Cultivating Place: Michael Kauffmann, Founder And Editor Of Backcountry Press

Cultivating Place - A podcast by Jennifer Jewell / Cultivating Place - Thursdays

In this season of the winter solstice — marked by the beauty and appreciative contemplation that mark the celebrations of winter holidays the world around, I very much wanted this week's Cultivating Place to acknowledge the diversity, value and fragility of our native plants and their communities. No matter where you garden or cultivate place now, or where you might have done so throughout your life, the native plants of any place are what signify, identify and root that place as its own. Native plants — ornamental, edible or useful, common, rare or endangered — all cultivation and gardening is based upon the native plants of somewhere. This week, I honor the native plants of my place — the native plants of California, one of the world's biodiveristy hotspots, with more native and endemic plants than certainly anywhere I've lived or gardened before now.
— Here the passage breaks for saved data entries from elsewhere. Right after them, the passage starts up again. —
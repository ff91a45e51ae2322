//! # INSERT Operation Module
//!
//! Appends rows built from `col=value` assignment lists, or copied from
//! another CSV file.
//!
//! ## Row Construction
//!
//! Columns not named in the assignment list are left empty, so a partial
//! insert is valid:
//!
//! ```text
//!   columns:      id    name   age
//!   assignments:  name='Zed'
//!   new row:      ""    Zed    ""
//! ```
//!
//! ## Batches
//!
//! `insert_batch` validates every assignment list before building the new
//! table. One bad list rejects the whole batch and nothing is written.
//!
//! ## Insert From File
//!
//! Rows of the source file are mapped onto the target by column name. Every
//! source column must exist in the target; target columns missing from the
//! source are left empty.

use crate::database::dml::Mutation;
use crate::database::{Database, ExecuteResult};
use crate::error::QueryError;
use crate::sql::Assignments;
use crate::storage;
use crate::types::{Row, Table};
use eyre::{bail, Result};
use std::path::Path;
use tracing::instrument;

/// Builds one row in table column order from `assignments`.
pub fn build_row(table: &Table, assignments: &Assignments) -> Result<Row> {
    let mut values = vec![String::new(); table.column_count()];
    for (index, value) in assignments.resolve(table)? {
        values[index] = value.to_string();
    }
    Ok(Row::new(values))
}

/// A new table with one row appended per assignment list.
pub fn insert_rows(table: &Table, batch: &[Assignments]) -> Result<Mutation> {
    let rows = batch
        .iter()
        .map(|assignments| build_row(table, assignments))
        .collect::<Result<Vec<_>>>()?;
    let rows_affected = rows.len();

    Ok(Mutation {
        table: table.with_rows_appended(rows)?,
        rows_affected,
    })
}

/// Maps every row of `source` onto the columns of `target`.
pub fn rows_from_table(target: &Table, source: &Table) -> Result<Vec<Row>> {
    let mapping = source
        .columns()
        .iter()
        .map(|column| target.require_column(column))
        .collect::<Result<Vec<_>>>()?;

    Ok(source
        .rows()
        .iter()
        .map(|row| {
            let mut values = vec![String::new(); target.column_count()];
            for (source_index, &target_index) in mapping.iter().enumerate() {
                values[target_index] = row.values[source_index].clone();
            }
            Row::new(values)
        })
        .collect())
}

impl Database {
    /// Appends one row. Returns the number of rows inserted.
    pub fn insert(&mut self, assignments: &str) -> Result<usize> {
        self.insert_batch(&[assignments])
    }

    #[instrument(name = "database::insert", level = "debug", skip(self, batch), fields(count = batch.len()))]
    pub fn insert_batch<S: AsRef<str>>(&mut self, batch: &[S]) -> Result<usize> {
        if batch.is_empty() {
            bail!(QueryError::EmptyInput { operation: "INSERT" });
        }
        let parsed = batch
            .iter()
            .map(|text| Assignments::parse(text.as_ref(), "INSERT"))
            .collect::<Result<Vec<_>>>()?;

        let mutation = insert_rows(self.table(), &parsed)?;
        let rows_affected = mutation.rows_affected;
        self.commit(mutation.table)?;

        tracing::info!(rows = rows_affected, "rows inserted");
        Ok(rows_affected)
    }

    /// Appends every row of the CSV file at `source`.
    #[instrument(name = "database::insert_from", level = "debug", skip(self, source), fields(source = %source.as_ref().display()))]
    pub fn insert_from<P: AsRef<Path>>(&mut self, source: P) -> Result<usize> {
        let incoming = storage::load_table(source.as_ref(), self.delimiter())?;
        let rows = rows_from_table(self.table(), &incoming)?;
        let rows_affected = rows.len();
        if rows_affected == 0 {
            return Ok(0);
        }

        let table = self.table().with_rows_appended(rows)?;
        self.commit(table)?;

        tracing::info!(rows = rows_affected, "rows inserted from file");
        Ok(rows_affected)
    }

    pub(crate) fn execute_insert(&mut self, batch: &[String]) -> Result<ExecuteResult> {
        let rows_affected = self.insert_batch(batch)?;
        Ok(ExecuteResult::Insert { rows_affected })
    }
}

#[cfg(test)]
mod tests {
    use super::*;
    use crate::error::query_error;

    fn people() -> Table {
        Table::from_rows(
            vec!["id".into(), "name".into(), "age".into()],
            vec![Row::from(vec!["1", "A", "20"])],
        )
        .unwrap()
    }

    #[test]
    fn partial_insert_leaves_other_columns_empty() {
        let table = people();
        let assignments = Assignments::parse("name='Zed'", "INSERT").unwrap();
        let row = build_row(&table, &assignments).unwrap();
        assert_eq!(row.values, vec!["", "Zed", ""]);
    }

    #[test]
    fn insert_rows_appends_in_order_without_touching_source() {
        let table = people();
        let batch = vec![
            Assignments::parse("id=2,name=B", "INSERT").unwrap(),
            Assignments::parse("id=3", "INSERT").unwrap(),
        ];

        let mutation = insert_rows(&table, &batch).unwrap();
        assert_eq!(mutation.rows_affected, 2);
        assert_eq!(mutation.table.row_count(), 3);
        assert_eq!(mutation.table.rows()[2].values, vec!["3", "", ""]);
        assert_eq!(table.row_count(), 1);
    }

    #[test]
    fn one_bad_column_rejects_the_batch() {
        let table = people();
        let batch = vec![
            Assignments::parse("id=2", "INSERT").unwrap(),
            Assignments::parse("salary=2", "INSERT").unwrap(),
        ];

        let err = insert_rows(&table, &batch).unwrap_err();
        assert_eq!(
            query_error(&err),
            Some(&QueryError::unknown_column("salary"))
        );
    }

    #[test]
    fn rows_from_table_maps_by_column_name() {
        let target = people();
        let source = Table::from_rows(
            vec!["age".into(), "id".into()],
            vec![Row::from(vec!["55", "7"])],
        )
        .unwrap();

        let rows = rows_from_table(&target, &source).unwrap();
        assert_eq!(rows, vec![Row::from(vec!["7", "", "55"])]);
    }

    #[test]
    fn rows_from_table_rejects_unknown_source_column() {
        let target = people();
        let source = Table::new(vec!["email".into()]).unwrap();
        let err = rows_from_table(&target, &source).unwrap_err();
        assert_eq!(
            query_error(&err),
            Some(&QueryError::unknown_column("email"))
        );
    }
}
//! The weighted graph model and its two concrete representations.
//!
//! # `AdjacencyMatrix` and `AdjacencyList`
//!
//! Both are read-only views built from the same abstract edge set.
//! The matrix answers "is there an edge from u to v" in constant time but pays O(|V|) to
//! enumerate neighbours.
//! The list enumerates neighbours in O(deg(v)) and takes memory proportional to the edges.
//!
//! # `Graph`
//!
//! It owns the abstract edges, both representations and the algorithm entry points.

mod vertex;
pub use self::vertex::*;
mod edge;
pub use self::edge::*;
mod r#trait;
pub use self::r#trait::*;
mod graph_debug;
pub use self::graph_debug::*;
mod adjacency_matrix;
pub use self::adjacency_matrix::*;
mod adjacency_list;
pub use self::adjacency_list::*;
mod dual;
pub use self::dual::*;
mod generator;
pub use self::generator::*;
mod loader;
pub use self::loader::*;

#[cfg(test)]
pub use self::tests::*;

#[cfg(test)]
mod tests {
    use crate::graph::*;
    use quickcheck::Arbitrary;
    use rs_quickcheck_util::*;

    /// A connected edge set: a random spanning tree plus random extra edges.
    ///
    /// Direction is left to the test; treated as directed, vertex 0 reaches every vertex.
    #[derive(Clone)]
    pub struct ConnectedEdges {
        pub order: usize,
        pub edges: Vec<Edge>,
    }

    impl std::fmt::Debug for ConnectedEdges {
        fn fmt(&self, f: &mut std::fmt::Formatter<'_>) -> std::fmt::Result {
            write!(f, "{} vertices: ", self.order)?;
            for e in self.edges.iter() {
                write!(f, "{} ", e)?;
            }
            Ok(())
        }
    }

    impl ConnectedEdges {
        pub fn graph(&self, directed: bool) -> Graph {
            let mut g = Graph::from_edges(self.order, self.edges.clone()).unwrap();
            g.init(directed).unwrap();
            g
        }
    }

    fn arbitrary_weight(g: &mut quickcheck::Gen) -> Weight {
        Weight::arbitrary(g) % DEFAULT_MAX_WEIGHT + 1
    }

    impl quickcheck::Arbitrary for ConnectedEdges {
        fn arbitrary(g: &mut quickcheck::Gen) -> Self {
            let order = usize::arbitrary(g) % 24 + 1;
            let mut edges: Vec<Edge> = (1..order)
                .map(|v| {
                    let parent = usize::arbitrary(g) % v;
                    Edge::new(VertexId(parent), VertexId(v), arbitrary_weight(g))
                })
                .collect();
            if order > 1 {
                let extra = gen_bytes(g, b"abcd.", b'.', 0..)
                    .iter()
                    .filter_map(|_| {
                        let a = usize::arbitrary(g) % order;
                        let b = usize::arbitrary(g) % order;
                        if a == b {
                            None
                        } else {
                            Some(Edge::new(VertexId(a), VertexId(b), arbitrary_weight(g)))
                        }
                    })
                    .collect::<Vec<_>>();
                edges.extend(extra);
            }
            Self { order, edges }
        }

        fn shrink(&self) -> Box<dyn Iterator<Item = Self>> {
            let tree = self.order.saturating_sub(1);
            let l = self.edges.len();
            let me = self.clone();
            let it = std::iter::successors(Some(tree + (l - tree) / 2), move |n| {
                let nxt = (n + l) / 2 + 1;
                if nxt >= l {
                    None
                } else {
                    Some(nxt)
                }
            })
            .filter(move |n| *n < l)
            .map(move |n| {
                let mut res = me.clone();
                res.edges.truncate(n);
                res
            });
            Box::new(it)
        }
    }
}
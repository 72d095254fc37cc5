use super::{require_vertices, ShortestPath};
use crate::{collections::FrontierQueue, graph::*, GraphError, Result};

/// Shortest path from `source` to `target` by Dijkstra's method.
///
/// Works on directed and undirected graphs alike; all weights are positive.
/// Vertices leave the frontier in order of tentative distance, lower index first on ties.
/// A vertex's predecessor changes only on a strictly shorter distance,
/// so among equally short paths the first one discovered wins.
/// The search stops as soon as `target` is settled.
///
/// Fails with [`GraphError::InvalidVertex`] if either end is out of range and with
/// [`GraphError::Unreachable`] if no path exists.
pub fn dijkstra<G>(graph: &G, source: VertexId, target: VertexId) -> Result<ShortestPath>
where
    G: QueryableGraph,
{
    let order = require_vertices(graph)?;
    for v in [source, target] {
        if !graph.contains_vertex(&v) {
            return Err(GraphError::InvalidVertex {
                vertex: v.to_raw(),
                order,
            });
        }
    }

    let mut settled = vec![false; order];
    let mut distance: Vec<Option<Distance>> = vec![None; order];
    let mut predecessor: Vec<Option<VertexId>> = vec![None; order];
    let mut frontier: FrontierQueue<Distance> = FrontierQueue::with_capacity(order);

    distance[source.to_raw()] = Some(0);
    frontier.insert_or_decrease(source, 0);
    while let Some((v, d)) = frontier.extract_min() {
        settled[v.to_raw()] = true;
        if v == target {
            break;
        }
        for e in graph.out_edges(&v) {
            let u = e.sink.to_raw();
            if settled[u] {
                continue;
            }
            let candidate = d + e.weight as Distance;
            if distance[u].map_or(true, |cur| candidate < cur) {
                distance[u] = Some(candidate);
                predecessor[u] = Some(v);
                frontier.insert_or_decrease(e.sink, candidate);
            }
        }
    }

    let total = match distance[target.to_raw()] {
        Some(d) if settled[target.to_raw()] => d,
        _ => {
            tracing::debug!(%source, %target, "target unreachable");
            return Err(GraphError::Unreachable {
                from: source.to_raw(),
                to: target.to_raw(),
            });
        }
    };

    let mut vertices = vec![target];
    let mut cur = target;
    while let Some(prev) = predecessor[cur.to_raw()] {
        vertices.push(prev);
        cur = prev;
    }
    vertices.reverse();
    debug_assert_eq!(vertices.first(), Some(&source));
    Ok(ShortestPath {
        vertices,
        distance: total,
    })
}
use super::{require_undirected, SpanningTree};
use crate::{collections::UnionFind, graph::*, GraphError, Result};

/// Minimum spanning tree by Kruskal's method.
///
/// Edges are sorted by weight, ties broken by their endpoints, then accepted
/// whenever they join two different components.
/// The representation only decides how edges are enumerated:
/// an upper-triangle scan of an [`AdjacencyMatrix`] or a concatenation of the lists of an
/// [`AdjacencyList`].
///
/// Fails with [`GraphError::Disconnected`] if the edges do not span every vertex.
pub fn kruskal<G>(graph: &G) -> Result<SpanningTree>
where
    G: QueryableGraph,
{
    let order = require_undirected(graph)?;
    let mut candidates: Vec<Edge> = graph.iter_edges().collect();
    candidates.sort_by_key(|e| e.sort_key());

    let mut components = UnionFind::new(order);
    let mut edges = Vec::with_capacity(order - 1);
    let mut total_weight: Distance = 0;
    for e in candidates {
        if edges.len() + 1 == order {
            break;
        }
        if components.union(e.source, e.sink) {
            tracing::trace!(%e, "tree edge");
            total_weight += e.weight as Distance;
            edges.push(e);
        }
    }

    if edges.len() + 1 < order {
        return Err(GraphError::Disconnected {
            found: edges.len(),
            needed: order - 1,
        });
    }
    Ok(SpanningTree {
        edges,
        total_weight,
    })
}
To help me in this celebration of the plants of our own places, my guest today is Michael Kauffmann, editor-in-chief of Backcountry Press and author of several books exploring the natural history of some signature plants of the western forest, including — so seasonally appropriate — "Conifer Country, Conifers of the Pacific Slope" and "A Field Guide to Manzanitas,” one of our native broadleaved evergreens. As of January 2017, Michael is also the editor of Fremontia, the journal of the California Native Plant Society.